Each line of the data that includes the string "struct" is to be copied out.

● **RECORDS SHOWN**:
=====
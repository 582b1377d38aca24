//! Analysis result returned by the Form 16 endpoint
//!
//! The record only lives for one render pass. Scalar amounts may be numbers,
//! numeric strings or anything else (rendered as "N/A"); the collections
//! must have the right shape.

use crate::currency::parse_lenient;
use serde::de::{self, MapAccess, Visitor};
use serde::{Deserialize, Deserializer, Serialize};
use std::fmt;

/// An amount as the backend sends it: a number, a numeric string, or junk
#[derive(Debug, Clone, PartialEq, Serialize, Deserialize)]
#[serde(untagged)]
pub enum Amount {
    Number(f64),
    Text(String),
    Other(serde_json::Value),
}

impl Amount {
    /// Numeric value, with `,` separators stripped from strings
    pub fn value(&self) -> Option<f64> {
        match self {
            Amount::Number(n) if n.is_finite() => Some(*n),
            Amount::Number(_) => None,
            Amount::Text(s) => parse_lenient(&s.replace(',', "")),
            Amount::Other(_) => None,
        }
    }
}

impl From<f64> for Amount {
    fn from(value: f64) -> Self {
        Amount::Number(value)
    }
}

impl From<&str> for Amount {
    fn from(value: &str) -> Self {
        Amount::Text(value.to_string())
    }
}

/// One claimed deduction, e.g. section `80C`
#[derive(Debug, Clone, PartialEq, Serialize)]
pub struct Deduction {
    pub section: String,
    pub amount: Option<Amount>,
}

/// A tax-saving suggestion shown as a card
///
/// Card text is taken from whatever JSON scalar the backend sends; `null`
/// reads as empty. A non-string link is treated as absent.
#[derive(Debug, Clone, PartialEq, Default, Serialize, Deserialize)]
#[serde(default)]
pub struct Opportunity {
    #[serde(deserialize_with = "lenient_text")]
    pub title: String,
    #[serde(deserialize_with = "lenient_text")]
    pub description: String,
    #[serde(deserialize_with = "lenient_link")]
    pub link: Option<String>,
}

/// Successful response body of the analysis endpoint
#[derive(Debug, Clone, PartialEq, Default, Serialize, Deserialize)]
pub struct AnalysisResult {
    #[serde(default)]
    pub gross_salary: Option<Amount>,
    #[serde(default)]
    pub exemptions: Option<Amount>,
    #[serde(default)]
    pub taxable_income: Option<Amount>,
    #[serde(default)]
    pub total_tax_due: Option<Amount>,
    #[serde(default)]
    pub tax_paid_tds: Option<Amount>,
    #[serde(default)]
    pub refund_payable: Option<Amount>,
    /// Kept in the order the backend sent them
    #[serde(default, deserialize_with = "ordered_deductions")]
    pub claimed_deductions: Vec<Deduction>,
    #[serde(default, deserialize_with = "nullable_list")]
    pub tax_saving_opportunities: Vec<Opportunity>,
}

impl AnalysisResult {
    /// Parse a response body
    pub fn from_json(body: &str) -> Result<Self, serde_json::Error> {
        serde_json::from_str(body)
    }
}

fn ordered_deductions<'de, D>(deserializer: D) -> Result<Vec<Deduction>, D::Error>
where
    D: Deserializer<'de>,
{
    struct DeductionsVisitor;

    impl<'de> Visitor<'de> for DeductionsVisitor {
        type Value = Vec<Deduction>;

        fn expecting(&self, formatter: &mut fmt::Formatter) -> fmt::Result {
            formatter.write_str("a map of section label to amount")
        }

        fn visit_unit<E: de::Error>(self) -> Result<Self::Value, E> {
            Ok(Vec::new())
        }

        fn visit_none<E: de::Error>(self) -> Result<Self::Value, E> {
            Ok(Vec::new())
        }

        fn visit_some<D: Deserializer<'de>>(self, deserializer: D) -> Result<Self::Value, D::Error> {
            deserializer.deserialize_any(self)
        }

        fn visit_map<M: MapAccess<'de>>(self, mut map: M) -> Result<Self::Value, M::Error> {
            let mut deductions = Vec::with_capacity(map.size_hint().unwrap_or(0));
            while let Some((section, amount)) = map.next_entry::<String, Option<Amount>>()? {
                deductions.push(Deduction { section, amount });
            }
            Ok(deductions)
        }
    }

    deserializer.deserialize_option(DeductionsVisitor)
}

fn lenient_text<'de, D>(deserializer: D) -> Result<String, D::Error>
where
    D: Deserializer<'de>,
{
    Ok(match serde_json::Value::deserialize(deserializer)? {
        serde_json::Value::String(s) => s,
        serde_json::Value::Null => String::new(),
        other => other.to_string(),
    })
}

fn lenient_link<'de, D>(deserializer: D) -> Result<Option<String>, D::Error>
where
    D: Deserializer<'de>,
{
    Ok(match serde_json::Value::deserialize(deserializer)? {
        serde_json::Value::String(s) => Some(s),
        _ => None,
    })
}

fn nullable_list<'de, D, T>(deserializer: D) -> Result<Vec<T>, D::Error>
where
    D: Deserializer<'de>,
    T: Deserialize<'de>,
{
    Ok(Option::<Vec<T>>::deserialize(deserializer)?.unwrap_or_default())
}

#[cfg(test)]
mod tests {
    use super::*;
    use pretty_assertions::assert_eq;

    const SAMPLE: &str = r##"{
        "gross_salary": "2000000",
        "exemptions": 500000,
        "taxable_income": "1,500,000",
        "total_tax_due": "150000",
        "tax_paid_tds": "120000",
        "refund_payable": "30000",
        "claimed_deductions": {"80C": "150000", "80D": "25000"},
        "tax_saving_opportunities": [
            {"title": "NPS Investment", "description": "Save an additional 50,000", "link": "#tax-saving-options/nps"},
            {"title": "Savings Account Interest", "description": "Claim up to 10,000"}
        ]
    }"##;

    #[test]
    fn test_parse_full_response() {
        let result = AnalysisResult::from_json(SAMPLE).unwrap();
        assert_eq!(result.gross_salary, Some(Amount::Text("2000000".to_string())));
        assert_eq!(result.exemptions, Some(Amount::Number(500000.0)));
        assert_eq!(result.taxable_income.as_ref().and_then(Amount::value), Some(1_500_000.0));
        assert_eq!(result.tax_saving_opportunities.len(), 2);
        assert_eq!(result.tax_saving_opportunities[1].link, None);
    }

    #[test]
    fn test_deductions_keep_document_order() {
        let result =
            AnalysisResult::from_json(r#"{"claimed_deductions": {"80D": 1, "80C": 2, "24B": 3}}"#)
                .unwrap();
        let sections: Vec<&str> = result
            .claimed_deductions
            .iter()
            .map(|d| d.section.as_str())
            .collect();
        assert_eq!(sections, vec!["80D", "80C", "24B"]);
    }

    #[test]
    fn test_missing_fields_default() {
        let result = AnalysisResult::from_json("{}").unwrap();
        assert_eq!(result, AnalysisResult::default());
    }

    #[test]
    fn test_null_collections_are_empty() {
        let result = AnalysisResult::from_json(
            r#"{"claimed_deductions": null, "tax_saving_opportunities": null, "gross_salary": null}"#,
        )
        .unwrap();
        assert!(result.claimed_deductions.is_empty());
        assert!(result.tax_saving_opportunities.is_empty());
        assert_eq!(result.gross_salary, None);
    }

    #[test]
    fn test_odd_scalar_is_kept_as_other() {
        let result = AnalysisResult::from_json(r#"{"refund_payable": true}"#).unwrap();
        assert_eq!(
            result.refund_payable,
            Some(Amount::Other(serde_json::Value::Bool(true)))
        );
        assert_eq!(result.refund_payable.as_ref().and_then(Amount::value), None);
    }

    #[test]
    fn test_wrong_shape_is_an_error() {
        assert!(AnalysisResult::from_json(r#"{"claimed_deductions": [1, 2]}"#).is_err());
        assert!(AnalysisResult::from_json(r#"{"tax_saving_opportunities": {}}"#).is_err());
        assert!(AnalysisResult::from_json("null").is_err());
        assert!(AnalysisResult::from_json("<html>").is_err());
    }

    #[test]
    fn test_opportunity_fields_are_lenient() {
        let result = AnalysisResult::from_json(
            r##"{"tax_saving_opportunities": [
                {"title": null, "description": 80, "link": false},
                {"title": "HRA", "description": true, "link": "#hra"}
            ]}"##,
        )
        .unwrap();
        let cards = &result.tax_saving_opportunities;
        assert_eq!(cards[0].title, "");
        assert_eq!(cards[0].description, "80");
        assert_eq!(cards[0].link, None);
        assert_eq!(cards[1].description, "true");
        assert_eq!(cards[1].link.as_deref(), Some("#hra"));
    }

    #[test]
    fn test_amount_value() {
        assert_eq!(Amount::from("2,000,000").value(), Some(2_000_000.0));
        assert_eq!(Amount::from(12.5).value(), Some(12.5));
        assert_eq!(Amount::from("").value(), None);
    }
}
=====
● **RESULT OF THIS EXERCISE**:
pub struct Deduction {
pub struct Opportunity {
pub struct AnalysisResult {
    struct DeductionsVisitor;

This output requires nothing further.